Setting More Balanced Goals

There’s a lot of advice online about setting goals. In fact, I’ve offered my own share of it. But while just setting some goals you care about naturally generates improvement in your level of productivity and success, goals work even better when you establish a balanced package of work and life targets reflecting a set of diverse considerations.

These considerations include:

  • Money and financial stability
  • Personal and professional growth
  • Personal and professional relationships
  • Other issues of importance to you.

Let’s take a closer look at each of these considerations:

Money and Financial Stability

I don’t have to tell you that in this culture, money plays a huge role. The bad news is that, once you have enough money that you’re eating regularly and keeping a roof over your head, having more money generally won’t make you happier.

Nevertheless, extra money will buy you free time, career and professional flexibility, plus additional resources and influence.

The good news is that, if you have enough money, you can eliminate some basic worries. Even better, you can also:

  • Start your own business,
  • Experiment with different goal-seeking strategies and tactics until you find some that work well for you,
  • Get more of the help you want from others,
  • Even support causes that are important to you.

For these and other reasons, it’s extremely helpful to include financial stability as one of the considerations around which you develop your goals.

Personal and Professional Growth

In some ways, your inner life is like a shark: if it doesn’t keep moving forward, it begins to die. Experience shows that people who allow themselves to stop growing often lose interest in the people and the activities they once enjoyed.

For this reason, setting yourself some goals for both personal and professional growth will keep you interested in life. You’ll continually feel eager to get out of bed each morning and tackle whatever opportunities or challenges you have lined up for yourself. Your daily life will feel zestier, and you’ll feel happier in ways that money just cannot buy.

What’s more, the benefits of continuing growth are very broadly diffused. People benefit in a great many ways from efforts to gain more knowledge – of any kind – and to develop what is commonly called wisdom.

Valuable knowledge can be acquired from many sources, including: books, experience, interpersonal connections, introspection, and so forth. Even the mundane give-and-take of daily life can offer nuggets of new information and knowledge, provided you open yourself to observing and thinking about what goes on around you.

Wisdom often comes with age, but it comes faster if you:

  • Maintain a level of humility
  • Learn from your mistakes.
  • Think about consequences before you take any action
  • Try to act on the basis of your basic, long-term values, rather than your immediate opportunity to gain some short-term benefit

Personal and Professional Relationships

For whatever reasons, we are hard-wired to need and seek out relationships. Psychological studies show that, as people get older, they tend more toward the feeling that relationships are the most important thing in their lives, and people with many strong relationships report more satisfaction with their lives than people with fewer and weaker ones.
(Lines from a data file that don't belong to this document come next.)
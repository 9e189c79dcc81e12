pub mod turtle;

use std::fs::File;
use std::io::{BufWriter, Write};
use std::path::Path;

use crate::error::EmitError;
use crate::model::iri::IriMinter;
use crate::pipeline::mapper::MappedModel;

use self::turtle::TurtleEmitter;

/// Serialize a mapped model: term blocks first, then key relations.
/// Returns the number of triples written.
pub fn write_model<W: Write>(
    model: &MappedModel,
    minter: &IriMinter,
    writer: W,
) -> std::io::Result<u64> {
    let mut emitter = TurtleEmitter::new(writer, minter.clone());
    for node in &model.nodes {
        emitter.add_node(node);
    }
    for record in &model.triples {
        emitter.emit_record(record);
    }
    let mut skipped = 0;
    for relation in &model.keys {
        if !emitter.emit_key_relation(relation) {
            skipped += 1;
        }
    }
    if skipped > 0 {
        log::debug!("skipped {skipped} key relations without an identifier token");
    }
    emitter.finish()?;
    Ok(emitter.triple_count())
}

/// [`write_model`] into a file. A failed write can leave a partial file,
/// which callers must discard.
pub fn write_model_file(
    model: &MappedModel,
    minter: &IriMinter,
    path: &Path,
) -> Result<u64, EmitError> {
    let io_error = |source| EmitError::Io {
        path: path.to_path_buf(),
        source,
    };
    let file = File::create(path).map_err(io_error)?;
    write_model(model, minter, BufWriter::new(file)).map_err(io_error)
}
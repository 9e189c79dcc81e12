//! Compile tabular metadata data models into RDF Turtle.
//!
//! A model table in one of two [`Dialect`](source::Dialect)s is normalized
//! into [`AttributeRecord`](model::record::AttributeRecord)s, optionally
//! subset to a set of node types, resolved into node/attribute memberships,
//! mapped to the canonical type vocabulary and written out as Turtle. The
//! written file can then be rendered as a graph image.

pub mod config;
pub mod emitter;
pub mod error;
pub mod model;
pub mod pipeline;
pub mod render;
pub mod source;

pub use config::CompileConfig;
pub use error::CompileError;
pub use pipeline::{compile, CompileReport};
That’s why it’s important to include in your set of goals some efforts to find people you care about and to cultivate meaningful, long-lasting relationships with them.

Other Issues of Importance to You

Since each of us is somewhat different from other people, it’s important that you include in your balanced package of goals at least a few that reflect and bring you closer to accomplishments you feel are important. These can include any selection or combination of:

  • Efforts to make the world a better place
  • Efforts to support one or more deserving persons and/or causes
  • Participation in new experiences and/or travel to new places
  • Personal health and well-being
  • Personal enjoyment
  • Spiritual goals

and so forth.

The point of all this talk of a balanced package of goals is simple: to help you avoid the ponderous and one-sided nature of people whose work and life is organized too narrowly. Diversity and balance in your package of goals will help ensure that you do not fall into any of the traps that tend to beset people who work and live for too many years with blinkers on, instead of with a wide-angle view toward the vast array of possibilities that lie ahead.